Ireland's Eye has been served by various tourist boat companies over decades, at least, all running from Howth Harbour. As of 2020, access to the island has never been restricted and there is no admission charge. Both tours around the island and landings on it are offered, subject to weather conditions, though the island has no running water or sanitary facilities. One company, Ireland's Eye Ferries, dates from 1947; another is Island Ferries. Services generally run in the summer months, and in the daytime, though evening services have also been offered. The two companies named held exclusive licences from the Howth Estate for landing of passengers, as of 2018, and operated four boats between them. The island is also used as a landing place for kayakers and other leisure boaters.

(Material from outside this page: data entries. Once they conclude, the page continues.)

//! Value enum for dynamic field values

use chrono::DateTime;
use chrono::Utc;
use rust_decimal::Decimal;
use serde::Serialize;
use uuid::Uuid;

/// A dynamic field value held by a [`Record`](super::Record) or used as a
/// condition operand.
///
/// # Example
///
/// ```
/// use dataverse_query::model::Value;
///
/// let name = Value::from("Contoso");
/// let revenue = Value::from(1_000_000i64);
/// let empty = Value::from(None::<i32>);
/// assert!(empty.is_null());
/// ```
#[derive(Debug, Clone, PartialEq, Serialize, Default)]
#[serde(untagged)]
pub enum Value {
    /// Null/empty value.
    #[default]
    Null,
    /// Boolean value.
    Bool(bool),
    /// 32-bit integer.
    Int(i32),
    /// 64-bit integer.
    Long(i64),
    /// 64-bit floating point.
    Float(f64),
    /// Arbitrary precision decimal.
    Decimal(Decimal),
    /// String value.
    String(String),
    /// GUID/UUID value.
    Guid(Uuid),
    /// Date and time in UTC.
    DateTime(DateTime<Utc>),
    /// Anything the other variants cannot represent.
    Json(serde_json::Value),
}

impl Value {
    /// Returns `true` if this is a null value.
    pub fn is_null(&self) -> bool {
        matches!(self, Value::Null)
    }

    /// Returns the type name of this value.
    pub fn type_name(&self) -> &'static str {
        match self {
            Value::Null => "null",
            Value::Bool(_) => "bool",
            Value::Int(_) => "int",
            Value::Long(_) => "long",
            Value::Float(_) => "float",
            Value::Decimal(_) => "decimal",
            Value::String(_) => "string",
            Value::Guid(_) => "guid",
            Value::DateTime(_) => "datetime",
            Value::Json(_) => "json",
        }
    }

    /// Classifies a raw JSON value into the narrowest matching variant.
    ///
    /// Integers that fit in 32 bits become `Int`, wider ones `Long`. Arrays
    /// and objects are kept as `Json`.
    pub fn from_json(value: serde_json::Value) -> Self {
        match value {
            serde_json::Value::Null => Value::Null,
            serde_json::Value::Bool(b) => Value::Bool(b),
            serde_json::Value::Number(n) => {
                if let Some(i) = n.as_i64() {
                    match i32::try_from(i) {
                        Ok(small) => Value::Int(small),
                        Err(_) => Value::Long(i),
                    }
                } else if let Some(f) = n.as_f64() {
                    Value::Float(f)
                } else {
                    Value::Json(serde_json::Value::Number(n))
                }
            }
            serde_json::Value::String(s) => Value::String(s),
            other => Value::Json(other),
        }
    }

    /// Renders the value the way FetchXML expects it inside a `value` attribute.
    pub(crate) fn to_query_literal(&self) -> String {
        match self {
            Value::Null => String::new(),
            Value::Bool(b) => if *b { "1" } else { "0" }.to_string(),
            Value::Int(n) => n.to_string(),
            Value::Long(n) => n.to_string(),
            Value::Float(n) => n.to_string(),
            Value::Decimal(d) => d.to_string(),
            Value::String(s) => s.clone(),
            Value::Guid(g) => g.to_string(),
            Value::DateTime(dt) => dt.to_rfc3339(),
            Value::Json(serde_json::Value::String(s)) => s.clone(),
            Value::Json(other) => other.to_string(),
        }
    }
}

// =============================================================================
// From implementations
// =============================================================================

impl From<bool> for Value {
    fn from(v: bool) -> Self {
        Value::Bool(v)
    }
}

impl From<i32> for Value {
    fn from(v: i32) -> Self {
        Value::Int(v)
    }
}

impl From<i64> for Value {
    fn from(v: i64) -> Self {
        Value::Long(v)
    }
}

impl From<f64> for Value {
    fn from(v: f64) -> Self {
        Value::Float(v)
    }
}

impl From<Decimal> for Value {
    fn from(v: Decimal) -> Self {
        Value::Decimal(v)
    }
}

impl From<String> for Value {
    fn from(v: String) -> Self {
        Value::String(v)
    }
}

impl From<&str> for Value {
    fn from(v: &str) -> Self {
        Value::String(v.to_string())
    }
}

impl From<Uuid> for Value {
    fn from(v: Uuid) -> Self {
        Value::Guid(v)
    }
}

impl From<DateTime<Utc>> for Value {
    fn from(v: DateTime<Utc>) -> Self {
        Value::DateTime(v)
    }
}

impl From<serde_json::Value> for Value {
    fn from(v: serde_json::Value) -> Self {
        Value::from_json(v)
    }
}

impl<T: Into<Value>> From<Option<T>> for Value {
    fn from(v: Option<T>) -> Self {
        match v {
            Some(inner) => inner.into(),
            None => Value::Null,
        }
    }
}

There are no piers or other substantial landing aids, but there are two established landing points at the northwest of the island, either side of the Martello tower, the one to the east featuring basic steps. Carrigeen Bay is the only other safe landing location on the island, and only if the weather is not unsettled. Guidance on landing is published, and there is one anchorage designated, northwest of the island, southeast of the submarine cable from Baldoyle to Southport (there are two other submarine cables, no longer in use, south of the island). Aids to navigation include two buoys on the Rowan Rocks on the eastern side of Ireland's Eye, as well as the Howth buoy and the modern Howth light tower, which replaced the now-disused Howth Lighthouse. Waters to the north and east are 8 metres or more in depth 0.1 kilometres out from the island, while in Howth Sound reach only a little over 2.5 metres even a couple of hundred metres out.

===Walking===
There are a number of informal pathways, none surfaced, and a circular path, designed to help walkers avoid nesting birds, was added in 2017.

===Rock-climbing===
The island has long been established as a minor rock-climbing location. At least 28 routes have been recorded since the 1940s, though it seems that climbers have operated on the island since the 1910s or before, with some routes – a ridge and the "inner stack", facing the Steer – believed to have been plotted by Conor O'Brien and other members of the Arts Club. Periods of greater activity were noted in 1942–1944, with the "old" Irish Mountaineering Club (IMC), from 1948, with the "new" IMC, and from 1978. The most prolific routes were developed on the Steer (the "outer stack"), the "inner stack" facing it, and an isolated pinnacle SW of the Steer, as well as the principal cliff area. Some routes are no longer accessible due to shifts in the rock formations, guano build-up and bird population growth, notably on the Steer. Climbing during the seabird nesting season of April to July is discouraged.